Exercise inputs:

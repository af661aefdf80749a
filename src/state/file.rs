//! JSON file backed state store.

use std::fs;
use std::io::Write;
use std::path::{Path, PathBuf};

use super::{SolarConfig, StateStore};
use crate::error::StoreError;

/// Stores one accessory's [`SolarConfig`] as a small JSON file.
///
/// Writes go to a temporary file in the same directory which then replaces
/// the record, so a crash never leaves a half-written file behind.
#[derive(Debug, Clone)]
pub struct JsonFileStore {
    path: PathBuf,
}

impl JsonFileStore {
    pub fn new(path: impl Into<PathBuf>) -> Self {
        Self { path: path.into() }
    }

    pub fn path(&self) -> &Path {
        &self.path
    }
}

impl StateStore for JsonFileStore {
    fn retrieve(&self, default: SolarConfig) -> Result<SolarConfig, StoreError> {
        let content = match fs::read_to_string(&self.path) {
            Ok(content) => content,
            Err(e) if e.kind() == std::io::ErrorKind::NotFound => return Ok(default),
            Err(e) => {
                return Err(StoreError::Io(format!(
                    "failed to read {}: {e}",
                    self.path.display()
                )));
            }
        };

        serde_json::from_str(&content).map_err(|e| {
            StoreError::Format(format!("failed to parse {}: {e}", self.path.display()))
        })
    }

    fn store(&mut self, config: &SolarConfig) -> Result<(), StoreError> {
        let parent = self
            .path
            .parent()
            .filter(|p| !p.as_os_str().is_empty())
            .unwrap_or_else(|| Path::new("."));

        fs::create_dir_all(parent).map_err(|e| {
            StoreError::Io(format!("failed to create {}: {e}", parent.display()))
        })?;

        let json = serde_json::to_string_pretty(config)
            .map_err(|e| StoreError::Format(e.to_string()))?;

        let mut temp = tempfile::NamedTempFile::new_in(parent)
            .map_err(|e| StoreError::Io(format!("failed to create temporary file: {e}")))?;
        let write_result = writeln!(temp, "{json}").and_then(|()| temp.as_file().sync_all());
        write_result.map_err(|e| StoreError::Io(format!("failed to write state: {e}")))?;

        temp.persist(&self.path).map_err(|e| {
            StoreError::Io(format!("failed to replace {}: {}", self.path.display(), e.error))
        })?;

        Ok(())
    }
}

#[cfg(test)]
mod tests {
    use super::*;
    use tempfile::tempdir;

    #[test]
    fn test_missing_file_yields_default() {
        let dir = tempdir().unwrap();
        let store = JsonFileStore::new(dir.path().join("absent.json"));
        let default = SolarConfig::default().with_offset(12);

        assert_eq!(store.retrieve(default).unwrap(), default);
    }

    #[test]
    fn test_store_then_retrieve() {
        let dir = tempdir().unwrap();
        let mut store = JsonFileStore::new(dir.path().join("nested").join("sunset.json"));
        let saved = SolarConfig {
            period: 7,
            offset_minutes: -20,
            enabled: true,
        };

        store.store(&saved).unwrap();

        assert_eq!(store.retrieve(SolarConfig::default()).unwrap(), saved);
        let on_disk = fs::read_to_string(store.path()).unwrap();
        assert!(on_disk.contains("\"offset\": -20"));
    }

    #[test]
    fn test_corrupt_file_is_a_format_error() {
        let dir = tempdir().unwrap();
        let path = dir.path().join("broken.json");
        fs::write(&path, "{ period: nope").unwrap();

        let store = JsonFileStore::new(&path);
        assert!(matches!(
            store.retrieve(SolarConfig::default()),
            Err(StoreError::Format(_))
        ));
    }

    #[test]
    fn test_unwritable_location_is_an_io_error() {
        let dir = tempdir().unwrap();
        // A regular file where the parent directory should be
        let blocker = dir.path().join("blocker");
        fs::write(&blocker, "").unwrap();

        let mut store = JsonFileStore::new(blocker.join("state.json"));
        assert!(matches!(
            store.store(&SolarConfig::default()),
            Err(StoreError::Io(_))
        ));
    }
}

--

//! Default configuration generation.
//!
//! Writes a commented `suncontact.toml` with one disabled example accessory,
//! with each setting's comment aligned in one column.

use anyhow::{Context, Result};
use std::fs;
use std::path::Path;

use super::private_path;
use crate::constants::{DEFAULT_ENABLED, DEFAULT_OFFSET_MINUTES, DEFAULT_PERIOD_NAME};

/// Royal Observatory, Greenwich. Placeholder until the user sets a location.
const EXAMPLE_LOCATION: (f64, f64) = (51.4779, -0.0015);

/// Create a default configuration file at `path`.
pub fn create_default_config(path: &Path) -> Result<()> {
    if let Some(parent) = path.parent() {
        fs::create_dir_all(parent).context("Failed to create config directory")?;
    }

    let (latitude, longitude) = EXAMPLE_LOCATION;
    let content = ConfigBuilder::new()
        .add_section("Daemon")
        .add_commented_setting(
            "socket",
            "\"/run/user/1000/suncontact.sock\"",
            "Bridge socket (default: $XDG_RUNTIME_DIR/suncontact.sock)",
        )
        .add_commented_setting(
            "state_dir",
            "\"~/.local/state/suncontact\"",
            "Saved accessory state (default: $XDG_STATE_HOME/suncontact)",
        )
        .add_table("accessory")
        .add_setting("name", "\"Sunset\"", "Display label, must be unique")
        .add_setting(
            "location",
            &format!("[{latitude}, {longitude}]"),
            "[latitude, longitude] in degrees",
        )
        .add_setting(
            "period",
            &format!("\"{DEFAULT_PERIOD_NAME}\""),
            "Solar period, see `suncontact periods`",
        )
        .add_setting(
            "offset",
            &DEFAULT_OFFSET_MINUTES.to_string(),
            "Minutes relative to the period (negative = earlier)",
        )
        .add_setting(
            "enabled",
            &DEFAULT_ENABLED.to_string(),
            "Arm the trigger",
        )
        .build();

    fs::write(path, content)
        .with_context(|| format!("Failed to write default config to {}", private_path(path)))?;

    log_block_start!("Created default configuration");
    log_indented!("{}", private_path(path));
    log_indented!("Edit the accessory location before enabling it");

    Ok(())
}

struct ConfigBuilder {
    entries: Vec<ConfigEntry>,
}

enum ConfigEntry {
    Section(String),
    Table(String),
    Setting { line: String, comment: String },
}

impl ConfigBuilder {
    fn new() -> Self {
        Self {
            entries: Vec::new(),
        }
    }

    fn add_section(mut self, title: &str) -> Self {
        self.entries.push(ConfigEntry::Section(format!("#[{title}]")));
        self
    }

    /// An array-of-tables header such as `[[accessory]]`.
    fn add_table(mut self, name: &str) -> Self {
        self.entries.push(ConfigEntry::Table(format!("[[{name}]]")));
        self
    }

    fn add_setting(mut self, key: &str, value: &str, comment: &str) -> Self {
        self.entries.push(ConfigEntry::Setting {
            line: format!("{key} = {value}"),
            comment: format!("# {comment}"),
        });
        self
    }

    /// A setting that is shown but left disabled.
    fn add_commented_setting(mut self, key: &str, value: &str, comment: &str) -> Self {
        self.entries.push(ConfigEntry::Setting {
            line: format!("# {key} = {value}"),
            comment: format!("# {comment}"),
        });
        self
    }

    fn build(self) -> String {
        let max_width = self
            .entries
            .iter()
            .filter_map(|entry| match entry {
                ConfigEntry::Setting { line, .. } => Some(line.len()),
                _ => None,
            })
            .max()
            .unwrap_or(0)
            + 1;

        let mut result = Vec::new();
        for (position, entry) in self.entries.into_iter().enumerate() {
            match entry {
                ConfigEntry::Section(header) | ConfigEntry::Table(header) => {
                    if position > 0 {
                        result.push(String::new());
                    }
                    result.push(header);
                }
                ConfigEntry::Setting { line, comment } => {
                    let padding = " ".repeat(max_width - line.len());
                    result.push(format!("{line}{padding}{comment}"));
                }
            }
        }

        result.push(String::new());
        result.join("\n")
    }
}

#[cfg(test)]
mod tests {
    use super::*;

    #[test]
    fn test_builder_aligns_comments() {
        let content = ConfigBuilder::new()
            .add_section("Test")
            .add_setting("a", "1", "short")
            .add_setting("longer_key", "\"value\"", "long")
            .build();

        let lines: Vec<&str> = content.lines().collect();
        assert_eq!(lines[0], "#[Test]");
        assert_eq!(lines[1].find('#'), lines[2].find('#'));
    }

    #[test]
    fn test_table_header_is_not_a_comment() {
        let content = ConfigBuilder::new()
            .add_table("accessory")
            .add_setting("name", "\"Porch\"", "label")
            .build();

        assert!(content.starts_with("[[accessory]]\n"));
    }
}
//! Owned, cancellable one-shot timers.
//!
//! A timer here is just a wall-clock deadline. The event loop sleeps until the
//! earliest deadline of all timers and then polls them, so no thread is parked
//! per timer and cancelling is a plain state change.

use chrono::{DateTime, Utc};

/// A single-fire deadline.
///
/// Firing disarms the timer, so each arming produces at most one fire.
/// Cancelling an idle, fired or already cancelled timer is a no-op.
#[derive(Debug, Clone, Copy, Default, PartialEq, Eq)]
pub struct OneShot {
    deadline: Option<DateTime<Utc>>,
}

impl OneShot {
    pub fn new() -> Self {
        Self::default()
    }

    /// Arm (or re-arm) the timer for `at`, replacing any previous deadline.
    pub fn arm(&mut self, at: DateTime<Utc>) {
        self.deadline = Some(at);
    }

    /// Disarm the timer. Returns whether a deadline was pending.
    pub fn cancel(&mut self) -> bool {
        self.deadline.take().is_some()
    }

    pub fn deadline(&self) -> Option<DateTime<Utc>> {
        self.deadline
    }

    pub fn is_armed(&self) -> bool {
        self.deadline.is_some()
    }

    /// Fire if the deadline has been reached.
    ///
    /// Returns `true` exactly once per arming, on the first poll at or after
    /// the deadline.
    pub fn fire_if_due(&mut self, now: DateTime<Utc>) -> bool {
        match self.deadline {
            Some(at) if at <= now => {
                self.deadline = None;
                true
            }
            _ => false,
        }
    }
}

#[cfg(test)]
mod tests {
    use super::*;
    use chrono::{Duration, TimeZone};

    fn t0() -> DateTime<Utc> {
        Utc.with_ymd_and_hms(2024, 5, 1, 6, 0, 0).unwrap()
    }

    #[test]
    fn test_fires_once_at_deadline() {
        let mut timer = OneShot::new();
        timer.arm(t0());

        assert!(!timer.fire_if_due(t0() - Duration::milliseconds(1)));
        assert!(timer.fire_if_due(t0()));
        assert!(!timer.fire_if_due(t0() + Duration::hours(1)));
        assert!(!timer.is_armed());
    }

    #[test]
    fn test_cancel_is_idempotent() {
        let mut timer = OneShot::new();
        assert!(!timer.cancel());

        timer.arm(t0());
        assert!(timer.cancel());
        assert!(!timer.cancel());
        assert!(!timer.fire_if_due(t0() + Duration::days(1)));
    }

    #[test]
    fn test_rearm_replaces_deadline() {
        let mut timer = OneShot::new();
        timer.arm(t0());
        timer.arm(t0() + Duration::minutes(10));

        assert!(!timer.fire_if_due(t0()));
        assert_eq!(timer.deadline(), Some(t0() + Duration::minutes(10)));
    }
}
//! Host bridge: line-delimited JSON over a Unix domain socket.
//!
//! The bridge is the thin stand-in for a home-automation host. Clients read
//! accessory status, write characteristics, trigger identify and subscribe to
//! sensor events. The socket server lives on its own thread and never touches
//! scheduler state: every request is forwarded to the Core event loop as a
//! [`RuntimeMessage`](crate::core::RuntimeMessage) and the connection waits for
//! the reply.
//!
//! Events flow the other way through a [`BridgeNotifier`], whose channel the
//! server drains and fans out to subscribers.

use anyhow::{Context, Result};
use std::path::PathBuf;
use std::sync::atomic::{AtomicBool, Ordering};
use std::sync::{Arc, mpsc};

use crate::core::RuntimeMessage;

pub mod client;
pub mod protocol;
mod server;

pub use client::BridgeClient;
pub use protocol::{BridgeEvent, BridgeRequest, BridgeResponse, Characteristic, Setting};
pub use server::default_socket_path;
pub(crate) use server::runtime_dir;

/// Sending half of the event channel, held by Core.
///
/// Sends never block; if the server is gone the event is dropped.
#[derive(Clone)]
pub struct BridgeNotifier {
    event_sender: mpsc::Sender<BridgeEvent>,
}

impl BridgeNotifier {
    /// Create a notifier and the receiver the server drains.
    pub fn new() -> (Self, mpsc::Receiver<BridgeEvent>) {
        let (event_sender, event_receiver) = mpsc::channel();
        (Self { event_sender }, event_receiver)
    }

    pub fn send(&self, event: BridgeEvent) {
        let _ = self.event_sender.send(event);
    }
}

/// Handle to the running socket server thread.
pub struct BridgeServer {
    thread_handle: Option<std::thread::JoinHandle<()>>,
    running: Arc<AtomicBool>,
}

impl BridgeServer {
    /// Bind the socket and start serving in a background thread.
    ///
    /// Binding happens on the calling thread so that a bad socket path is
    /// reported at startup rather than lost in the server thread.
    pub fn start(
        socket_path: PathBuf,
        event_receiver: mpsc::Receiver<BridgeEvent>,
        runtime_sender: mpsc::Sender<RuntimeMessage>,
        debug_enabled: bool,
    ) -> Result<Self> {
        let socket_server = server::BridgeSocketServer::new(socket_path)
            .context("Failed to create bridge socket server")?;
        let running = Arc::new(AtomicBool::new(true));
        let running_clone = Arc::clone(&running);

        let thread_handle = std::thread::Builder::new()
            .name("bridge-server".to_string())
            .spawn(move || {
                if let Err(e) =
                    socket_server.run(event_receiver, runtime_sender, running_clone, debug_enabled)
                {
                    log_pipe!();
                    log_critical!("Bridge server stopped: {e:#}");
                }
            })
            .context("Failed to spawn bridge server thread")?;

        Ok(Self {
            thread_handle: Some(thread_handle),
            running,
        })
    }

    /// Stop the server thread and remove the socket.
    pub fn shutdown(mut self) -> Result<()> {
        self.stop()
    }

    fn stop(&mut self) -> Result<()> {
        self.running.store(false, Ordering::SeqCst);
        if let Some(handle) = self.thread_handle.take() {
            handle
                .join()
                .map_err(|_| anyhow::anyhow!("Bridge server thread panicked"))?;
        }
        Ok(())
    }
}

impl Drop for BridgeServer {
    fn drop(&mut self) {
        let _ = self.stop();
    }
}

--

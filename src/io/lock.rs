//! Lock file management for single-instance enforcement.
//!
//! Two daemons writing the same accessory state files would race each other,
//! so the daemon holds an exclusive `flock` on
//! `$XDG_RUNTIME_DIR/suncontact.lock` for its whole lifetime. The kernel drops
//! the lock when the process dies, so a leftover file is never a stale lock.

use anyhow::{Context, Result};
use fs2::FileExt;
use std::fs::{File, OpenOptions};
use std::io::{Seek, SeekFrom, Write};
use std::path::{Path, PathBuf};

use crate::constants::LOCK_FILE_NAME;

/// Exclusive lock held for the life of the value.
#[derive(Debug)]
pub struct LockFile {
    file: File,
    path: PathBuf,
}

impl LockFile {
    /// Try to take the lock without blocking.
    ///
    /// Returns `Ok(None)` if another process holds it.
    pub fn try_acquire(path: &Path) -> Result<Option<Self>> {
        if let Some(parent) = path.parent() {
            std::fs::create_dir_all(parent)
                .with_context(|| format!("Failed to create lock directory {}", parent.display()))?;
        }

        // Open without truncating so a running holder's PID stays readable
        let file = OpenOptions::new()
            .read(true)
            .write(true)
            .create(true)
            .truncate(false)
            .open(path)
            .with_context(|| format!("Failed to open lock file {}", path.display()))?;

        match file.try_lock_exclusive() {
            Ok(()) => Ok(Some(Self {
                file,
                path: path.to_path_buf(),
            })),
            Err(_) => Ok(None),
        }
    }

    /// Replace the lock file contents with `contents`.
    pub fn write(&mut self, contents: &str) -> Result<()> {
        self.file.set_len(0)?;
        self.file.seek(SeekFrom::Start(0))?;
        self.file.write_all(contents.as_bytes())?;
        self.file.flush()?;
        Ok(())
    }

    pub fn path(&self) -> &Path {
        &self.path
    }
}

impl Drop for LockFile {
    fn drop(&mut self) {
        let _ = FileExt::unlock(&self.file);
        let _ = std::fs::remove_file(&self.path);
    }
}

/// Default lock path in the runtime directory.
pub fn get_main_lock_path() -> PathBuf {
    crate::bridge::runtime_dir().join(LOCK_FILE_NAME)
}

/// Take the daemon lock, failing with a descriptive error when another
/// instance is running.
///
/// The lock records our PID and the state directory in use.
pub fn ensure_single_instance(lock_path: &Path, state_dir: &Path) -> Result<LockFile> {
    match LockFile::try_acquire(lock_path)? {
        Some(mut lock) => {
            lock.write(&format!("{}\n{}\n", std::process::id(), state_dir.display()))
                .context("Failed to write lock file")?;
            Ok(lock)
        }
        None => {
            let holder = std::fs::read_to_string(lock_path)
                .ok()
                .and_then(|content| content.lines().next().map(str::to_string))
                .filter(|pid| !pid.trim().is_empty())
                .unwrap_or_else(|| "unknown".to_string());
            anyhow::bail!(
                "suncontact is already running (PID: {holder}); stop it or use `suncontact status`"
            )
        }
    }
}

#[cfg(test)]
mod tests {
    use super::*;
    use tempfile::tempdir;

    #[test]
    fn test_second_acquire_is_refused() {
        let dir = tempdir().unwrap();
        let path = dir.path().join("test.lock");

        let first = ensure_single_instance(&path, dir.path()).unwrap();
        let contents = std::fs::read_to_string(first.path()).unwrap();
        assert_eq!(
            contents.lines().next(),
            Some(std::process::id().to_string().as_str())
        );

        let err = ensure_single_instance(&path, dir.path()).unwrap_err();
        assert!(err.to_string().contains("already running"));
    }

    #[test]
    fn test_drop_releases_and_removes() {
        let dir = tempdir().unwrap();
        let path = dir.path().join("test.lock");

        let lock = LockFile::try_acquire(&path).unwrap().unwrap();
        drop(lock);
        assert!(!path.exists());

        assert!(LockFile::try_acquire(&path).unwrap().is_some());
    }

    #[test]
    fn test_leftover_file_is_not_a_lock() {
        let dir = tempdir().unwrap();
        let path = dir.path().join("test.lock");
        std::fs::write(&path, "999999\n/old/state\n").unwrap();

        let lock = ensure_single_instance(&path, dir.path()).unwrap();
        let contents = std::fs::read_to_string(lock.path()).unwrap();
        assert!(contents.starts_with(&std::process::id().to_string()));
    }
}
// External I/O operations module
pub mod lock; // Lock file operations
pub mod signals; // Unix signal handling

Exercise description:
Where does the string "drains" occur in the material? Copy every line where it does.

Task output:
//! server drains and fans out to subscribers.
    /// Create a notifier and the receiver the server drains.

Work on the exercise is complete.